WHAT IS NEEDED
Once you have read the listing, print all of it word for word.

RECORDED DATA
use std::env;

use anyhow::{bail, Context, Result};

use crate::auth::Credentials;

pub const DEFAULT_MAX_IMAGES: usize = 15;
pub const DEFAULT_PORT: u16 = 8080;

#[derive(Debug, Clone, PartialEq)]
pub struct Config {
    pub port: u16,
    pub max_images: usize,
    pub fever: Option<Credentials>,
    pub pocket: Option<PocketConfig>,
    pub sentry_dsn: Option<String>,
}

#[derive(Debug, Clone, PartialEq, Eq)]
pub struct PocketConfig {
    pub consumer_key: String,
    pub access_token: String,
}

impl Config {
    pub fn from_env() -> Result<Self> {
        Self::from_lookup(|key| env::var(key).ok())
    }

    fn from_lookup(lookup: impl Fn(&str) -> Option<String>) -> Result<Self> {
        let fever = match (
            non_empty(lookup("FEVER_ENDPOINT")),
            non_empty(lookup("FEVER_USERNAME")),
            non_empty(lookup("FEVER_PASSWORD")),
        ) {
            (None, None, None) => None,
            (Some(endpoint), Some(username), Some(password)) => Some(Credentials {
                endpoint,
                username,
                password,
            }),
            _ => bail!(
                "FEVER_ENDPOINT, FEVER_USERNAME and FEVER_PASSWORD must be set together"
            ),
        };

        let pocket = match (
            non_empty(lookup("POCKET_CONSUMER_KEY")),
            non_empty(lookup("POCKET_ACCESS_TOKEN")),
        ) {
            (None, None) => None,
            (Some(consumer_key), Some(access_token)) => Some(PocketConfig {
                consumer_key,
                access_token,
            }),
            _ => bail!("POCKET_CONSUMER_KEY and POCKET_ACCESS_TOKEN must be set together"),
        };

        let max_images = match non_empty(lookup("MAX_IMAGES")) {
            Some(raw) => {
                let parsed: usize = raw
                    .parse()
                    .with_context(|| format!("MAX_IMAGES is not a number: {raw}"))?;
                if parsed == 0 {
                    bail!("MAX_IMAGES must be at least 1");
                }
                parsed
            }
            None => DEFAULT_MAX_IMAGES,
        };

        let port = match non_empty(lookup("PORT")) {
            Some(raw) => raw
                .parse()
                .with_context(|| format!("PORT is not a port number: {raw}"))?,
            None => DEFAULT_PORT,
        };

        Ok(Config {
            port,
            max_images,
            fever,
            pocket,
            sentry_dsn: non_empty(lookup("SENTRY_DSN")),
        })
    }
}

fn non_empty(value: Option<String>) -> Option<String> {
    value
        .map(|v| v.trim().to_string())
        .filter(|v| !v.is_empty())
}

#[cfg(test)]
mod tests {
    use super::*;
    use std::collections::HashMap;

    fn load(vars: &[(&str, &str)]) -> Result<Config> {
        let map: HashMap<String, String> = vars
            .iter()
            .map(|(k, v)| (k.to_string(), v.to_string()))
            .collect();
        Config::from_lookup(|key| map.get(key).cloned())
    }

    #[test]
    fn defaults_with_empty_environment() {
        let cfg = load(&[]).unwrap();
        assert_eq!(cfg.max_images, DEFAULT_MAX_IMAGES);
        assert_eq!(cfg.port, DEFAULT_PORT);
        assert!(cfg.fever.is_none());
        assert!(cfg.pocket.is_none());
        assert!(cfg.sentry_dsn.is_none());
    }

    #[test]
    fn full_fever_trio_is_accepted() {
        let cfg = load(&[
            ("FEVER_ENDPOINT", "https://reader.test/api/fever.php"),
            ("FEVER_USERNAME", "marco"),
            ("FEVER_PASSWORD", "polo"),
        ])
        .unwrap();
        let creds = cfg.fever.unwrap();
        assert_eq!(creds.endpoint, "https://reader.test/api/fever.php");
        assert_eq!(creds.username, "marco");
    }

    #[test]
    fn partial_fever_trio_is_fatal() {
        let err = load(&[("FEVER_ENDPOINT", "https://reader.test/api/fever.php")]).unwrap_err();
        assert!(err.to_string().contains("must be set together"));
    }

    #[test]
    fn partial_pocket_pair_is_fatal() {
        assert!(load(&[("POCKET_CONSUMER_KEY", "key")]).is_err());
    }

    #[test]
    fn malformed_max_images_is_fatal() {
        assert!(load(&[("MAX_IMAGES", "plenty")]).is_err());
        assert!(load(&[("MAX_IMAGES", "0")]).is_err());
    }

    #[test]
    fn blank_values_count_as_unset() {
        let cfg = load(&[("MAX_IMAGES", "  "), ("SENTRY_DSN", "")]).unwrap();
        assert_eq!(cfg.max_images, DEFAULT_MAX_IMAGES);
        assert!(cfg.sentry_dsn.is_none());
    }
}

TASK ANSWER
use std::env;

use anyhow::{bail, Context, Result};

use crate::auth::Credentials;

pub const DEFAULT_MAX_IMAGES: usize = 15;
pub const DEFAULT_PORT: u16 = 8080;

#[derive(Debug, Clone, PartialEq)]
pub struct Config {
    pub port: u16,
    pub max_images: usize,
    pub fever: Option<Credentials>,
    pub pocket: Option<PocketConfig>,
    pub sentry_dsn: Option<String>,
}

#[derive(Debug, Clone, PartialEq, Eq)]
pub struct PocketConfig {
    pub consumer_key: String,
    pub access_token: String,
}

impl Config {
    pub fn from_env() -> Result<Self> {
        Self::from_lookup(|key| env::var(key).ok())
    }

    fn from_lookup(lookup: impl Fn(&str) -> Option<String>) -> Result<Self> {
        let fever = match (
            non_empty(lookup("FEVER_ENDPOINT")),
            non_empty(lookup("FEVER_USERNAME")),
            non_empty(lookup("FEVER_PASSWORD")),
        ) {
            (None, None, None) => None,
            (Some(endpoint), Some(username), Some(password)) => Some(Credentials {
                endpoint,
                username,
                password,
            }),
            _ => bail!(
                "FEVER_ENDPOINT, FEVER_USERNAME and FEVER_PASSWORD must be set together"
            ),
        };

        let pocket = match (
            non_empty(lookup("POCKET_CONSUMER_KEY")),
            non_empty(lookup("POCKET_ACCESS_TOKEN")),
        ) {
            (None, None) => None,
            (Some(consumer_key), Some(access_token)) => Some(PocketConfig {
                consumer_key,
                access_token,
            }),
            _ => bail!("POCKET_CONSUMER_KEY and POCKET_ACCESS_TOKEN must be set together"),
        };

        let max_images = match non_empty(lookup("MAX_IMAGES")) {
            Some(raw) => {
                let parsed: usize = raw
                    .parse()
                    .with_context(|| format!("MAX_IMAGES is not a number: {raw}"))?;
                if parsed == 0 {
                    bail!("MAX_IMAGES must be at least 1");
                }
                parsed
            }
            None => DEFAULT_MAX_IMAGES,
        };

        let port = match non_empty(lookup("PORT")) {
            Some(raw) => raw
                .parse()
                .with_context(|| format!("PORT is not a port number: {raw}"))?,
            None => DEFAULT_PORT,
        };

        Ok(Config {
            port,
            max_images,
            fever,
            pocket,
            sentry_dsn: non_empty(lookup("SENTRY_DSN")),
        })
    }
}

fn non_empty(value: Option<String>) -> Option<String> {
    value
        .map(|v| v.trim().to_string())
        .filter(|v| !v.is_empty())
}

#[cfg(test)]
mod tests {
    use super::*;
    use std::collections::HashMap;

    fn load(vars: &[(&str, &str)]) -> Result<Config> {
        let map: HashMap<String, String> = vars
            .iter()
            .map(|(k, v)| (k.to_string(), v.to_string()))
            .collect();
        Config::from_lookup(|key| map.get(key).cloned())
    }

    #[test]
    fn defaults_with_empty_environment() {
        let cfg = load(&[]).unwrap();
        assert_eq!(cfg.max_images, DEFAULT_MAX_IMAGES);
        assert_eq!(cfg.port, DEFAULT_PORT);
        assert!(cfg.fever.is_none());
        assert!(cfg.pocket.is_none());
        assert!(cfg.sentry_dsn.is_none());
    }

    #[test]
    fn full_fever_trio_is_accepted() {
        let cfg = load(&[
            ("FEVER_ENDPOINT", "https://reader.test/api/fever.php"),
            ("FEVER_USERNAME", "marco"),
            ("FEVER_PASSWORD", "polo"),
        ])
        .unwrap();
        let creds = cfg.fever.unwrap();
        assert_eq!(creds.endpoint, "https://reader.test/api/fever.php");
        assert_eq!(creds.username, "marco");
    }

    #[test]
    fn partial_fever_trio_is_fatal() {
        let err = load(&[("FEVER_ENDPOINT", "https://reader.test/api/fever.php")]).unwrap_err();
        assert!(err.to_string().contains("must be set together"));
    }

    #[test]
    fn partial_pocket_pair_is_fatal() {
        assert!(load(&[("POCKET_CONSUMER_KEY", "key")]).is_err());
    }

    #[test]
    fn malformed_max_images_is_fatal() {
        assert!(load(&[("MAX_IMAGES", "plenty")]).is_err());
        assert!(load(&[("MAX_IMAGES", "0")]).is_err());
    }

    #[test]
    fn blank_values_count_as_unset() {
        let cfg = load(&[("MAX_IMAGES", "  "), ("SENTRY_DSN", "")]).unwrap();
        assert_eq!(cfg.max_images, DEFAULT_MAX_IMAGES);
        assert!(cfg.sentry_dsn.is_none());
    }
}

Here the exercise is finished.